IX. KESIMPULAN DAN SARAN
210
1. Kesimpulan
Penelitian ini menyimpulkan bahwa penerapan sistem dalam
pengembangan agroindustri kelapa sawit membutuhkan perumusan kebijakan
publik dengan pendekatan sistem untuk menyelesaikan konflik kepentingan demi
terwujudnya pemenuhan kebutuhan para pelaku agroindustri kelapa sawit.
Berdasarkan hasil analisis kebijakan, maka disajikan kesimpulan sebagai
berikut:
1. Terdapat beberapa kebijakan yang diterapkan pemerintah dalam mengatur
tata niaga minyak sawit antara lain (a) Pengendalian laju inflasi dan
mencegah penurunan pendapatan riil masyarakat, (b) Pengendalian pasokan
minyak sawit kasar di dalam negeri melalui pembatasan ekspor dalam
rangka menjaga kestabilan harga minyak goreng sebagai salah satu
kebutuhan pokok masyarakat, dan (c) Mencegah terjadinya distorsi pasar
mengingat pasar minyak sawit kasar dan minyak goreng lebih cenderung
pada struktur pasar yang bersifat oligopoli dan oligopsoni.

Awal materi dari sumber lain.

//! Best-of-seven series resolution.

use serde::{Deserialize, Serialize};

use crate::constants::{FIRST_NAMED_HOME_GAMES, MAX_SERIES_GAMES, SERIES_TARGET_WINS};
use crate::error::{SimError, Stage};
use crate::game::{play_game, GameRecord, Side};
use crate::rng::RandomSource;
use crate::team::RatedTeam;

/// Outcome of one best-of-seven series.
#[derive(Debug, Clone, PartialEq, Serialize, Deserialize)]
pub struct SeriesResult {
    /// First-named team; holds home court in games 1, 2, 5 and 7 when
    /// home-court advantage is enabled
    pub team_a: RatedTeam,
    pub team_b: RatedTeam,
    pub winner: RatedTeam,
    pub wins_a: u8,
    pub wins_b: u8,

    /// Game-by-game log, length 4-7
    pub games: Vec<GameRecord>,
}

impl SeriesResult {
    /// Series score as `"4-2"` from the winner's perspective.
    pub fn score_line(&self) -> String {
        let (w, l) = if self.wins_a > self.wins_b {
            (self.wins_a, self.wins_b)
        } else {
            (self.wins_b, self.wins_a)
        };
        format!("{}-{}", w, l)
    }
}

/// Simulate a best-of-seven series between two rated teams.
///
/// Team A is the first-named (higher-seeded) side. Games run from 1 until
/// either side reaches four wins; at most seven are played. Fails fast with
/// `MissingTeamData` when either team is unrated, before any game resolves.
pub fn simulate_series<R: RandomSource>(
    team_a: &RatedTeam,
    team_b: &RatedTeam,
    use_luck_factor: bool,
    use_home_court_advantage: bool,
    stage: Stage,
    rng: &mut R,
) -> Result<SeriesResult, SimError> {
    for team in [team_a, team_b] {
        if !team.is_rated() {
            return Err(SimError::MissingTeamData {
                stage,
                team: team.name.clone(),
            });
        }
    }

    let mut wins_a: u8 = 0;
    let mut wins_b: u8 = 0;
    let mut games = Vec::with_capacity(MAX_SERIES_GAMES as usize);

    for game in 1..=MAX_SERIES_GAMES {
        let home_a = use_home_court_advantage && FIRST_NAMED_HOME_GAMES.contains(&game);
        let side = play_game(team_a, team_b, home_a, use_luck_factor, stage, rng)?;

        let winner_name = match side {
            Side::A => {
                wins_a += 1;
                &team_a.name
            }
            Side::B => {
                wins_b += 1;
                &team_b.name
            }
        };
        games.push(GameRecord {
            game,
            winner: winner_name.clone(),
            home_first: home_a,
        });

        if wins_a == SERIES_TARGET_WINS || wins_b == SERIES_TARGET_WINS {
            break;
        }
    }

    let winner = if wins_a == SERIES_TARGET_WINS {
        team_a.clone()
    } else {
        team_b.clone()
    };
    tracing::debug!(
        team_a = %team_a.name,
        team_b = %team_b.name,
        winner = %winner.name,
        games = games.len(),
        "series decided"
    );

    Ok(SeriesResult {
        team_a: team_a.clone(),
        team_b: team_b.clone(),
        winner,
        wins_a,
        wins_b,
        games,
    })
}
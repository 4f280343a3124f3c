//! Simulation errors, each stamped with the stage that detected it.

use std::fmt;

use crate::team::Conference;

/// Stage of a simulation run, used to locate failures.
#[derive(Debug, Clone, Copy, PartialEq, Eq)]
pub enum Stage {
    /// Rating computation from raw stat lines
    Ratings,
    /// Play-in mini-bracket for seeds 7-10
    PlayIn,
    /// Conference bracket round (1-3)
    Round(u8),
    /// Championship series between conference champions
    Finals,
    /// Ad hoc single series outside a bracket run
    Exhibition,
}

impl fmt::Display for Stage {
    fn fmt(&self, f: &mut fmt::Formatter<'_>) -> fmt::Result {
        match self {
            Stage::Ratings => write!(f, "rating computation"),
            Stage::PlayIn => write!(f, "play-in"),
            Stage::Round(n) => write!(f, "round {}", n),
            Stage::Finals => write!(f, "finals"),
            Stage::Exhibition => write!(f, "exhibition series"),
        }
    }
}

/// Errors surfaced by the simulation engine.
///
/// None of these are retried internally; a failed run produces no partial
/// result.
#[derive(Debug, Clone, PartialEq, thiserror::Error)]
pub enum SimError {
    #[error("{stage}: invalid stat for {team}: {reason}")]
    InvalidStat {
        stage: Stage,
        team: String,
        reason: String,
    },

    #[error("{stage}: {weight} weight must be non-negative and finite, got {value}")]
    InvalidWeighting {
        stage: Stage,
        weight: &'static str,
        value: f64,
    },

    #[error("{stage}: combined rating {combined} for {team_a} vs {team_b} is not positive")]
    InvalidRating {
        stage: Stage,
        team_a: String,
        team_b: String,
        combined: f64,
    },

    #[error("{stage}: missing rating data for {team}")]
    MissingTeamData { stage: Stage, team: String },

    #[error("{stage}: {conference} conference supplied {actual} teams, {required} required")]
    InsufficientTeams {
        stage: Stage,
        conference: Conference,
        required: usize,
        actual: usize,
    },

    #[error("{stage}: {remaining} teams left to pair")]
    PairingError { stage: Stage, remaining: usize },
}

Dalam kebijakan
pemerintah tersebut digunakan beberapa instrumen kebijakan yang
digunakan oleh pemerintah antara lain adalah : (a) Penetapan pajak ekspor
secara berkala, (b) Penetapan alokasi kebutuhan dalam negeri berupa
pembatasan ekspor, (c) Pemupukan cadangan penyangga minyak sawit
kasar, (d) Pelarangan ekspor dan (e) Impor minyak goreng dalam upaya
menstabilkan harga minyak goreng melalui operasi pasar.
2. Keberhasilan pengembangan agroindustri kelapa sawit ditentukan oleh
kemampuan menciptakan keamanan berusaha, menyediakan sumber
pendanaan yang layak, serta menata sistem tataniaga produk perkebunan
(TBS) dan produk pengolahan (CPO). Setiap keputusan dalam
pengembangan agroindustri kelapa sawit hendaknya mengutamakan pada
tujuan untuk peningkatan kesejahteraan masyarakat, peningkatan
pendapatan perkebunan rakyat, perluasan kesempatan kerja dan pemerataan
pendapatan. Selanjutnya kegiatan yang perlu diprioritaskan adalah
peningkatan pemerataan pembangunan, pelestarian lingkungan, peningkatan
pendapatan pelaku usaha, dan peningkatan pendapatan pemerintah. Untuk
mewujudkan perioritas tersebut, terdapat 5 (lima) instrumen kebijakan
211
terpenting yang berpengaruh, yaitu kebijakan harga TBS, penetapan pajak
ekspor secara berkala, pemupukan penyangga minyak kelapa sawit, pola
usaha dan kelembagaan, dan distribusi lahan.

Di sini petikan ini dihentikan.